At the hearing, the agency requested data to further assess the risks and benefits of listed products. Denver’s rocky mountain drugs and drug center toxicologist Edward Krenzelok said that during the period of 2006 to 2013, nearly 80000 times and regional poison control center call homeopathy, affects 98% of caller reported no or mild. Most of the calls – 92% – involve children under the age of six.
This relatively clean safety record is the talk point of several homeopathic proponents. Raby of Chicago, Illinois institute of general medical pediatrician Robert Dumont praised homeopathy “are very versatile in many medical problems,” assured the panel, and he was not worried about the adverse effects of other drugs, because he often suggested that under the concentration, “where there is no any interaction.”

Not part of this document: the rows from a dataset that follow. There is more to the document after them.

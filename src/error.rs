use serde::{Deserialize, Serialize};
use std::time::Duration;
use thiserror::Error;

/// Errors surfaced by the wizard. Every variant is terminal for the current
/// operation; nothing here is retried automatically.
#[derive(Debug, Error)]
pub enum WizardError {
    /// Network-level failure, distinct from a well-formed unsuccessful response.
    #[error("request failed: {0}")]
    Transport(#[from] reqwest::Error),

    /// Well-formed response with `success: false`; message already normalized.
    #[error("{0}")]
    Api(String),

    /// Structurally successful response with zero results.
    #[error("no {0} found")]
    EmptyResult(&'static str),

    /// A required selection is absent; refused before any network request.
    #[error("missing required selection: {0}")]
    MissingSelection(&'static str),

    /// A supplied id is not in the list last loaded for its parent selection.
    #[error("unknown {kind} id '{id}'")]
    InvalidSelection { kind: &'static str, id: String },

    #[error("export job failed: {0}")]
    JobFailed(String),

    #[error("timed out waiting for export job after {}", humantime::format_duration(*.0))]
    Timeout(Duration),

    #[error("export cancelled")]
    Cancelled,
}

/// Server error payloads arrive in several shapes: an object with `message`,
/// an object with a `__type` tag, a bare string, or arbitrary JSON. Variant
/// order matters for untagged deserialization.
#[derive(Debug, Clone, Serialize, Deserialize)]
#[serde(untagged)]
pub enum ErrorPayload {
    Message {
        message: String,
    },
    Typed {
        #[serde(rename = "__type")]
        kind: String,
    },
    Text(String),
    Other(serde_json::Value),
}

impl ErrorPayload {
    /// Resolve any payload shape to a displayable, non-empty string.
    pub fn to_message(&self) -> String {
        let msg = match self {
            ErrorPayload::Message { message } => message.clone(),
            ErrorPayload::Typed { kind } => kind.clone(),
            ErrorPayload::Text(text) => text.clone(),
            ErrorPayload::Other(value) => {
                if value.is_null() {
                    String::new()
                } else {
                    serde_json::to_string(value).unwrap_or_default()
                }
            }
        };
        if msg.trim().is_empty() {
            "unknown server error".to_string()
        } else {
            msg
        }
    }
}

/// Normalize an optional payload, falling back to a context message.
pub fn api_message(error: Option<ErrorPayload>, fallback: &str) -> String {
    match error {
        Some(payload) => payload.to_message(),
        None => fallback.to_string(),
    }
}

#[cfg(test)]
mod tests {
    use super::*;

    fn decode(json: &str) -> ErrorPayload {
        serde_json::from_str(json).expect("error payload")
    }

    #[test]
    fn message_object_normalizes() {
        assert_eq!(decode(r#"{"message":"bad key"}"#).to_message(), "bad key");
    }

    #[test]
    fn bare_string_normalizes() {
        assert_eq!(decode(r#""bad key""#).to_message(), "bad key");
    }

    #[test]
    fn typed_object_normalizes() {
        assert_eq!(decode(r#"{"__type":"AuthError"}"#).to_message(), "AuthError");
    }

    #[test]
    fn unrecognized_object_never_renders_opaquely() {
        let msg = decode(r#"{"code":42,"detail":"quota"}"#).to_message();
        assert!(!msg.is_empty());
        assert_ne!(msg, "[object Object]");
        assert!(msg.contains("quota"));
    }

    #[test]
    fn empty_shapes_get_a_fallback() {
        assert_eq!(decode("null").to_message(), "unknown server error");
        assert_eq!(decode(r#""""#).to_message(), "unknown server error");
        assert_eq!(decode(r#"{"message":"  "}"#).to_message(), "unknown server error");
    }

    #[test]
    fn missing_payload_uses_context_fallback() {
        assert_eq!(api_message(None, "Failed to load databases"), "Failed to load databases");
    }
}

But others believe that real public health risks arise when uninformed consumers decide to use homeopathic products instead of proven drugs. Charlottesville, professor of medicine at the university of Virginia and familial Mediterranean fever foundation chairman Janine Jagger describes the over-the-counter homeopathy, will be the same active ingredient as a rare hereditary inflammatory disease of prescription drugs. She says patients who think the highly diluted substance is comparable to prescription drugs can suffer serious injuries. “I have to explain this to patients over and over… And there are cases where I will never have a chance to explain that, “she said. “I hope to get help from the FDA.”
What changes the FDA will consider, if any, is unclear. The FDA’s Schnedar is careful not to suggest that it plans to tighten its rules. “There is no preconceived choice on the table,” she said.
Several speakers proposed De Dora argue that the FDA should make homeopathic products and enjoy the same pre-market approval process as much as other drugs – for regulators and manufacturers is a costly proposition. Others, including Georgetown university in Washington, dc, Adriane Fugh – Berman, suggested that the FDA to clarify the product label at least – for example, the concentration of the ingredients listed, in mg, rather than diluted with instrument.
Fugh-berman suspects that the prevalence of homeopathies may eventually inspire the FDA to draft new regulations, after decades of largely unhanded policy. “There are a few people in history who ignore homeopathy because they think it will die,” she said. “it keeps coming back.